Turkish airlines A320REUTERS

Turkish Airlines is in talks with aircraft manufacturers to buy 150 passenger jets, France’s foreign trade ministry said.

Trade Minister Nicole Bricq is using an official visit to Turkey this week to press Airbus’s case for the business, which could include some of the European company’s A380 superjumbo passenger jets, a ministerial statement said.

Industry sources have said that Turkey’s fast-growing flag carrier was expected to seek a large number of narrow-body jets, such as the 150-seat Airbus A320, this year after focusing on larger models from both Airbus and its rival Boeing in 2012.

Boeing is expected to provide tough competition for the narrow-body business with its newly enhanced 737 MAX aircraft.

Last month Airbus won a $7.5 billion order from privately owned Pegasus Airlines for at least 75 of the A320 passenger jets.

Turkish Airlines told Reuters in September that it could buy six large wide-bodied aircraft, a category that includes the A380, the world’s largest passenger jet.

The carrier’s passenger numbers jumped to 35.9 million in the first 11 months of last year, up 19.5 percent year on year.
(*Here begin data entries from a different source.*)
//! Cart service
//!
//! Orchestrates the persisted working cart: every operation is a
//! read-modify-write on the stored cart, so a failed persist leaves the
//! previous state intact (the mutation happens on a loaded copy).
//!
//! Missing menu item references are silent no-ops, never errors — the
//! caller simply gets the unchanged cart back.

use shared::models::Cart;
use tracing::debug;

use crate::storage::{PosStorage, StorageResult};

/// Cart operations over the persisted current cart
#[derive(Clone)]
pub struct CartService {
    storage: PosStorage,
}

impl CartService {
    pub fn new(storage: PosStorage) -> Self {
        Self { storage }
    }

    /// The current cart
    pub fn get(&self) -> StorageResult<Cart> {
        self.storage.load_cart()
    }

    /// Add one unit of a menu item to the cart.
    ///
    /// Unknown item ids are ignored (no-op by design): the cart is
    /// returned unchanged and nothing is persisted.
    pub fn add_item(&self, item_id: u32) -> StorageResult<Cart> {
        let mut cart = self.storage.load_cart()?;

        let Some(item) = self.storage.get_menu_item(item_id)? else {
            debug!(item_id, "add_item ignored: menu item not found");
            return Ok(cart);
        };

        cart.add_item(&item);
        self.storage.save_cart(&cart)?;
        Ok(cart)
    }

    /// Adjust a line's quantity by `delta`; a resulting quantity <= 0
    /// removes the line. No-op when no line matches.
    pub fn change_quantity(&self, item_id: u32, delta: i32) -> StorageResult<Cart> {
        let mut cart = self.storage.load_cart()?;
        let before = cart.clone();

        cart.change_quantity(item_id, delta);
        if cart != before {
            self.storage.save_cart(&cart)?;
        }
        Ok(cart)
    }

    /// Remove the line for `item_id`; no-op when absent
    pub fn remove_item(&self, item_id: u32) -> StorageResult<Cart> {
        let mut cart = self.storage.load_cart()?;
        let before_len = cart.len();

        cart.remove_item(item_id);
        if cart.len() != before_len {
            self.storage.save_cart(&cart)?;
        }
        Ok(cart)
    }

    /// Empty the cart
    pub fn clear(&self) -> StorageResult<Cart> {
        let cart = Cart::new();
        self.storage.save_cart(&cart)?;
        Ok(cart)
    }
}

#[cfg(test)]
mod tests {
    use super::*;
    use rust_decimal::prelude::*;

    fn create_service() -> CartService {
        CartService::new(PosStorage::open_in_memory().unwrap())
    }

    #[test]
    fn add_item_snapshots_menu_item() {
        let service = create_service();

        let cart = service.add_item(1).unwrap();
        assert_eq!(cart.len(), 1);
        assert_eq!(cart.lines()[0].name, "Idly");
        assert_eq!(cart.lines()[0].price, Decimal::from_str("5.00").unwrap());

        // Persisted, not just returned
        assert_eq!(service.get().unwrap(), cart);
    }

    #[test]
    fn add_unknown_item_is_silent_noop() {
        let service = create_service();
        service.add_item(1).unwrap();

        let cart = service.add_item(999).unwrap();
        assert_eq!(cart.len(), 1);
        assert_eq!(cart.item_count(), 1);
    }

    #[test]
    fn repeat_add_increments_quantity() {
        let service = create_service();
        service.add_item(2).unwrap();
        let cart = service.add_item(2).unwrap();

        assert_eq!(cart.len(), 1);
        assert_eq!(cart.lines()[0].quantity, 2);
        assert_eq!(cart.total(), Decimal::from_str("16.00").unwrap());
    }

    #[test]
    fn change_quantity_below_one_removes_line() {
        let service = create_service();
        service.add_item(1).unwrap();
        service.add_item(2).unwrap();

        let cart = service.change_quantity(1, -1).unwrap();
        assert_eq!(cart.len(), 1);
        assert_eq!(cart.lines()[0].item_id, 2);
        assert_eq!(service.get().unwrap(), cart);
    }

    #[test]
    fn change_quantity_missing_line_is_noop() {
        let service = create_service();
        service.add_item(1).unwrap();

        let cart = service.change_quantity(42, 5).unwrap();
        assert_eq!(cart.len(), 1);
        assert_eq!(cart.item_count(), 1);
    }

    #[test]
    fn clear_empties_persisted_cart() {
        let service = create_service();
        service.add_item(1).unwrap();
        service.add_item(2).unwrap();

        let cart = service.clear().unwrap();
        assert!(cart.is_empty());
        assert!(service.get().unwrap().is_empty());
    }
}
Prospects of a sale by French-based Airbus to Turkish Airlines picked up last year after France’s highest court overturned a law making it illegal to deny that the killing of Armenians in the Ottoman Empire a century ago was genocide.

Economic, political and military contacts had been frozen after France’s parliament passed the law a year ago.

Relations came under renewed strain after the killing of three Kurdish militants in Paris last week..

The airline held talks with Boeing about the latest version of its 747-8 jumbo jet last year. This model will be competing with the 525-seat A380 for the Turkish carrier’s potential order.